I never used Knott's substrate but with AS you can expect ph about 6.8, kh about 3-5. 
1. No it wont because you probably will change not more than 50 percent at the time;
2. No it wont;
3. With your source water I would say about from 2 to 3 years;
4. Substrate is able to absorb calcium and magnesium carbonates that's why it has a limited "life span"; You should want these parameters for your plants not fish;
5. AS will brake start to brake down in about 5 years.

Hope it helps


----------



## Paul195 (6 Apr 2016)

Hi Edwin

Yes this helps, thanks for answering those questions. With my hard source water, how important is it to lower my parameters to these values for the plants to thrive ? If I were to use a substrate that doesn't alter water parameters, would I be at a disadvantage ?

Thanks again

Paul


----------



## alanchown (6 Apr 2016)

I'm using JBL Proscape soil with CO2. Its been in a year, my KH is now around 8, but my GH seems to vary between 14 and 20- but may depend on how close it is to my weekly water change. I'm sure both KH and GH has crept up over the year. London tap water.


----------



## dw1305 (6 Apr 2016)

Hi all,





Paul195 said:


> With my hard source water, how important is it to lower my parameters to these values for the plants to thrive ? If I were to use a substrate that doesn't alter water parameters, would I be at a disadvantage ?


Most plants will be fine, and some (_Cryptocoryne crispatulata_, _Vallisneria_ spp., _Hygrophila corymbosa, Ceratophyllum demersum, Najas guadalupensis, Pogostemon helferi_) do better in harder water. 

A lot of member like "ian_m", "Troi" and "Akwascape" have hard water. Have a look at _<"Cryptocoryne parva_ carpet">. 

cheers Darrel


----------



## EdwinK (6 Apr 2016)

As Darrel says most plants will do just fine in your water although if you are thinking of CO2 system it may be hard to reach the desired levels due to poorer CO2 dissolvency. In my smaller tank kh is around 20-25, gh around 30, no CO2 and plants are growing well.


----------



## Paul195 (6 Apr 2016)

EdwinK said:


> if you are thinking of CO2 system it may be hard to reach the desired levels due to poorer CO2 dissolvency



Yes I have already purchased all the equipment to run C02 on the tank. Based on this, do you think it would be a good choice to use a substrate that lowers the KH so my C02 would go further / it would be easier to reach 25-30ppm? 

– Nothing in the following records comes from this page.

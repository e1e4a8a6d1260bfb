//! On-disk copy of the latest fresh snapshot per stop.
//!
//! The file is a JSON object keyed by stop code. Writes go to a sibling
//! `.tmp` file that is then renamed over the original.

use std::collections::BTreeMap;
use std::fs;
use std::path::{Path, PathBuf};
use std::time::Duration;

use chrono::{DateTime, TimeDelta, Utc};
use serde::{Deserialize, Serialize};
use tracing::{debug, info, warn};

use crate::error::CacheError;
use crate::model::StopSnapshot;

#[derive(Debug, Clone, PartialEq, Eq, Serialize, Deserialize)]
pub struct CachedSnapshot {
    pub cached_at: DateTime<Utc>,
    pub snapshot: StopSnapshot,
}

#[derive(Debug, Clone, PartialEq, Serialize)]
pub struct CacheInfo {
    pub enabled: bool,
    pub path: Option<PathBuf>,
    pub total_entries: usize,
    pub valid_entries: usize,
    pub oldest_age_minutes: Option<f64>,
}

impl CacheInfo {
    pub fn disabled() -> Self {
        Self {
            enabled: false,
            path: None,
            total_entries: 0,
            valid_entries: 0,
            oldest_age_minutes: None,
        }
    }
}

#[derive(Debug)]
pub struct SnapshotCache {
    path: PathBuf,
    max_age: TimeDelta,
    entries: BTreeMap<String, CachedSnapshot>,
    dirty: bool,
}

impl SnapshotCache {
    /// Opens the cache at `path`, keeping entries younger than `max_age`.
    /// An unreadable file is logged and treated as empty.
    pub fn open(path: impl Into<PathBuf>, max_age: Duration, now: DateTime<Utc>) -> Self {
        let path = path.into();
        let max_age = TimeDelta::from_std(max_age).unwrap_or(TimeDelta::MAX);

        let entries = match load(&path) {
            Ok(entries) => entries,
            Err(e) => {
                warn!(path = %path.display(), error = %e, "Failed to load cache, starting empty");
                BTreeMap::new()
            }
        };
        let total = entries.len();
        let entries: BTreeMap<_, _> = entries
            .into_iter()
            .filter(|(stop_code, entry)| {
                let fresh = now - entry.cached_at <= max_age;
                if !fresh {
                    debug!(%stop_code, cached_at = %entry.cached_at, "Discarding expired cache entry");
                }
                fresh
            })
            .collect();
        if total > 0 {
            info!(loaded = entries.len(), expired = total - entries.len(), "Loaded snapshot cache");
        }

        Self {
            path,
            max_age,
            dirty: entries.len() != total,
            entries,
        }
    }

    pub fn path(&self) -> &Path {
        &self.path
    }

    fn is_valid(&self, entry: &CachedSnapshot, now: DateTime<Utc>) -> bool {
        now - entry.cached_at <= self.max_age
    }

    /// The cached snapshot for `stop_code`, if it has not expired.
    pub fn get(&self, stop_code: &str, now: DateTime<Utc>) -> Option<&CachedSnapshot> {
        self.entries
            .get(stop_code)
            .filter(|entry| self.is_valid(entry, now))
    }

    pub fn insert(&mut self, snapshot: StopSnapshot, now: DateTime<Utc>) {
        self.entries.insert(
            snapshot.stop_code.clone(),
            CachedSnapshot {
                cached_at: now,
                snapshot,
            },
        );
        self.dirty = true;
    }

    /// Removes one stop's entry, or every entry. Returns how many were removed.
    pub fn clear(&mut self, stop_code: Option<&str>) -> usize {
        let removed = match stop_code {
            Some(code) => usize::from(self.entries.remove(code).is_some()),
            None => {
                let n = self.entries.len();
                self.entries.clear();
                n
            }
        };
        if removed > 0 {
            self.dirty = true;
        }
        removed
    }

    /// Writes the cache to disk if it changed since the last write.
    pub fn persist(&mut self) -> Result<(), CacheError> {
        match self.pending_write()? {
            Some(write) => write.commit().inspect_err(|_| self.dirty = true),
            None => Ok(()),
        }
    }

    /// Serializes the entries if they changed since the last write. The
    /// returned write can be committed off the async runtime; if it fails,
    /// call [`SnapshotCache::mark_dirty`] so the next write retries.
    pub fn pending_write(&mut self) -> Result<Option<PendingWrite>, CacheError> {
        if !self.dirty {
            return Ok(None);
        }
        let bytes = serde_json::to_vec_pretty(&self.entries)?;
        self.dirty = false;
        Ok(Some(PendingWrite {
            path: self.path.clone(),
            bytes,
            entries: self.entries.len(),
        }))
    }

    pub fn mark_dirty(&mut self) {
        self.dirty = true;
    }

    pub fn info(&self, now: DateTime<Utc>) -> CacheInfo {
        let oldest = self.entries.values().map(|e| e.cached_at).min();
        CacheInfo {
            enabled: true,
            path: Some(self.path.clone()),
            total_entries: self.entries.len(),
            valid_entries: self
                .entries
                .values()
                .filter(|e| self.is_valid(e, now))
                .count(),
            oldest_age_minutes: oldest.map(|at| (now - at).num_seconds() as f64 / 60.0),
        }
    }
}

/// A serialized cache waiting to be written to disk.
#[derive(Debug)]
pub struct PendingWrite {
    path: PathBuf,
    bytes: Vec<u8>,
    entries: usize,
}

impl PendingWrite {
    /// Blocking write through a sibling `.tmp` file and rename.
    pub fn commit(self) -> Result<(), CacheError> {
        if let Some(dir) = self.path.parent().filter(|d| !d.as_os_str().is_empty()) {
            fs::create_dir_all(dir)?;
        }
        let tmp = self.path.with_extension("tmp");
        fs::write(&tmp, &self.bytes)?;
        fs::rename(&tmp, &self.path)?;
        debug!(path = %self.path.display(), entries = self.entries, "Persisted snapshot cache");
        Ok(())
    }
}

fn load(path: &Path) -> Result<BTreeMap<String, CachedSnapshot>, CacheError> {
    if !path.exists() {
        return Ok(BTreeMap::new());
    }
    let content = fs::read(path)?;
    Ok(serde_json::from_slice(&content)?)
}

#[cfg(test)]
mod tests {
    use super::*;
    use crate::config::StopConfig;
    use chrono::TimeZone;

    fn now() -> DateTime<Utc> {
        Utc.with_ymd_and_hms(2025, 3, 1, 18, 0, 0).unwrap()
    }

    fn snapshot(code: &str) -> StopSnapshot {
        StopSnapshot::fresh(&StopConfig::new(code), "SF", Vec::new(), now())
    }

    fn temp_path(name: &str) -> PathBuf {
        let dir = std::env::temp_dir().join(format!("muni_times_cache_test_{name}"));
        let _ = fs::remove_dir_all(&dir);
        dir.join("transit_data.json")
    }

    #[test]
    fn test_persist_and_reload() {
        let path = temp_path("reload");
        let mut cache = SnapshotCache::open(&path, Duration::from_secs(1800), now());
        cache.insert(snapshot("13543"), now());
        cache.insert(snapshot("15184"), now());
        cache.persist().unwrap();
        assert!(!path.with_extension("tmp").exists());

        let reopened = SnapshotCache::open(&path, Duration::from_secs(1800), now() + TimeDelta::minutes(5));
        let entry = reopened.get("13543", now() + TimeDelta::minutes(5)).unwrap();
        assert_eq!(entry.snapshot, snapshot("13543"));
        assert_eq!(reopened.info(now()).total_entries, 2);

        fs::remove_dir_all(path.parent().unwrap()).unwrap();
    }

    #[test]
    fn test_expired_entries_are_dropped() {
        let path = temp_path("expiry");
        let mut cache = SnapshotCache::open(&path, Duration::from_secs(1800), now());
        cache.insert(snapshot("13543"), now());
        cache.persist().unwrap();

        assert!(cache.get("13543", now() + TimeDelta::minutes(31)).is_none());
        let info = cache.info(now() + TimeDelta::minutes(31));
        assert_eq!((info.total_entries, info.valid_entries), (1, 0));

        let reopened = SnapshotCache::open(&path, Duration::from_secs(1800), now() + TimeDelta::minutes(31));
        assert_eq!(reopened.info(now()).total_entries, 0);

        fs::remove_dir_all(path.parent().unwrap()).unwrap();
    }

    #[test]
    fn test_corrupt_file_starts_empty() {
        let path = temp_path("corrupt");
        fs::create_dir_all(path.parent().unwrap()).unwrap();
        fs::write(&path, "{not json").unwrap();

        let cache = SnapshotCache::open(&path, Duration::from_secs(1800), now());
        assert_eq!(cache.info(now()).total_entries, 0);

        fs::remove_dir_all(path.parent().unwrap()).unwrap();
    }

    #[test]
    fn test_pending_write_only_when_changed() {
        let path = temp_path("pending");
        let mut cache = SnapshotCache::open(&path, Duration::from_secs(1800), now());
        assert!(cache.pending_write().unwrap().is_none());

        cache.insert(snapshot("13543"), now());
        let write = cache.pending_write().unwrap().unwrap();
        assert!(cache.pending_write().unwrap().is_none());
        write.commit().unwrap();
        assert!(path.exists());

        cache.mark_dirty();
        assert!(cache.pending_write().unwrap().is_some());

        fs::remove_dir_all(path.parent().unwrap()).unwrap();
    }

    #[test]
    fn test_clear_one_or_all() {
        let path = temp_path("clear");
        let mut cache = SnapshotCache::open(&path, Duration::from_secs(1800), now());
        cache.insert(snapshot("13543"), now());
        cache.insert(snapshot("15184"), now());

        assert_eq!(cache.clear(Some("13543")), 1);
        assert_eq!(cache.clear(Some("13543")), 0);
        assert_eq!(cache.clear(None), 1);
        assert!(cache.get("15184", now()).is_none());
    }
}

One answer usually ends up with three more questions when a novice trying to learn in this game!

Cheers
Paul


----------



## EdwinK (6 Apr 2016)

Yes it would be a good choice. I assume your purchase of CO2 system states that plants will be the top priority. If so, AS (or similar substrate) is good not only for lowering kH but for releasing and storing nutrients.


----------



## Paul195 (6 Apr 2016)

EdwinK said:


> I assume your purchase of CO2 system states that plants will be the top priority.



It will be a planted community tank, and fish and plants are equal priority to me.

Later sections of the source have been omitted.